Journals are increasingly concerned with citations and impact factors, and it can be difficult for researchers and clinicians to publish valuable work that may not be highly cited. At the same time, science and medicine are becoming increasingly evidence-based and transparent.

The goal of BMC Research Notes is to provide a home for short publications, case series, incremental updates to previous work, results of individual experiments and similar material that currently lack a suitable outlet. The intention is to reduce the loss suffered by the research community when such results remain unpublished.

In clinical research, the prospective registration of randomized controlled trials has become a reality, whilst in the field of genomic research, scientists deposit large volumes of data into publicly accessible databases for the entire community to use.

A key objective of BMC Research Notes is to ensure that associated data files will, wherever possible, be published in standard, reusable formats and are exposed to ensure that they are searchable and easily harvested for reuse....

BMC Research Notes will publish scientifically sound research across all fields of biology and medicine, enabling authors to publish updates to previous research, software tools and databases, data sets, small-scale clinical studies, and reports of confirmatory or ‘negative’ results.
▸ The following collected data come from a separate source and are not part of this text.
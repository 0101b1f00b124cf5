use std::fs;
use std::path::{Path, PathBuf};

use burn::{
    module::AutodiffModule,
    optim::Optimizer,
    prelude::*,
    record::{CompactRecorder, Recorder},
    tensor::backend::AutodiffBackend,
};
use serde::{Deserialize, Serialize};

use crate::error::{Error, Result};

/// Training progress stored next to the model and optimizer records.
#[derive(Clone, Debug, PartialEq, Serialize, Deserialize)]
pub struct TrainingStatus {
    pub model: String,
    pub epoch: usize,
    /// Epoch counter of the learning rate scheduler.
    pub scheduler_epoch: usize,
    pub learning_rate: f64,
}

/// File names of one saved training state, all derived from `base`.
#[derive(Clone, Debug, PartialEq, Eq)]
pub struct StatusPaths {
    pub model: PathBuf,
    pub optimizer: PathBuf,
    pub status: PathBuf,
}

impl StatusPaths {
    /// The recorder appends its own extension to `model` and `optimizer`.
    pub fn new(base: &Path) -> Self {
        let name = base
            .file_name()
            .and_then(|name| name.to_str())
            .unwrap_or("model");
        Self {
            model: base.to_path_buf(),
            optimizer: base.with_file_name(format!("{name}-optim")),
            status: base.with_file_name(format!("{name}-status.json")),
        }
    }
}

/// Saves model weights, optimizer state and scheduler progress.
pub fn save_status<B, M, O>(
    model: &M,
    optim: &O,
    status: &TrainingStatus,
    base: &Path,
) -> Result<StatusPaths>
where
    B: AutodiffBackend,
    M: AutodiffModule<B>,
    O: Optimizer<M, B>,
{
    let paths = StatusPaths::new(base);
    if let Some(parent) = base.parent().filter(|p| !p.as_os_str().is_empty()) {
        fs::create_dir_all(parent).map_err(Error::io(parent))?;
    }

    let recorder = CompactRecorder::new();
    model.clone().save_file(paths.model.clone(), &recorder)?;
    Recorder::<B>::record(&recorder, optim.to_record(), paths.optimizer.clone())?;

    let json = serde_json::to_string_pretty(status)?;
    fs::write(&paths.status, json).map_err(Error::io(&paths.status))?;

    log::info!("Saved training state to {}", paths.model.display());
    Ok(paths)
}

pub fn load_status(base: &Path) -> Result<TrainingStatus> {
    let path = StatusPaths::new(base).status;
    let json = fs::read_to_string(&path).map_err(Error::io(&path))?;
    Ok(serde_json::from_str(&json)?)
}

/// Loads weights saved by [`save_status`] into a freshly initialized model.
pub fn load_model<B: Backend, M: Module<B>>(model: M, base: &Path, device: &B::Device) -> Result<M> {
    Ok(model.load_file(base.to_path_buf(), &CompactRecorder::new(), device)?)
}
Additionally the journal will welcome descriptions of incremental improvements to methods that as well as short correspondence items and hypotheses....

We are looking for enthusiastic researchers who would like to have an editorial involvement with BMC Research Notes.  We are particularly keen to hear from researchers who have a special interest in data sharing and data format standardization....

New OA journal on the history and philosophy of science

Spontaneous Generations: A Journal for the History and Philosophy of Science is a new peer-reviewed, OA journal published by graduate students at the University of Toronto.  The inaugural issue is now online.

Also see this article from the inaugural issue:  Sage Ross, We Cannot Allow a Wikipedia Gap!  Excerpt:

Editing Wikipedia is probably the best way for historians of science to spend their working hours....

When I entered grad school, it was a great letdown to realize just how small a part of academic life involves reaching beyond the walls of academe....

Wikipedia is only beginning to realize its potential for embiggening the role of humanistic knowledge and bridging the ever-widening gaps between the islands of specialized knowledge....

A Wikipedia article is a sort of billboard in the marketplace of ideas. High-quality content, based on the best scholarly sources, has the power to increase dramatically the demand for our intellectual goods and services. For too long, the noncommercial culture of the academy has shackled itself to the system of inaccessible journal publications. (Spontaneous Generations, only the second open access history and philosophy of science journal so far as I know, is an overdue step in the right direction.) Our field in particular has plenty of mind share to gain; so much of what we do is highly relevant to, yet under-read by, other humanists. With a stronger Wikipedia presence, garden-variety historians and other scholars will be able to engage with our work more often....

New OA journal of the digital arts

Radio IMERSD is a new, multimedia OA journal of the digital arts from the Griffith University program on Intermedia, Music Education & Research Design.  (Thanks to Paul.)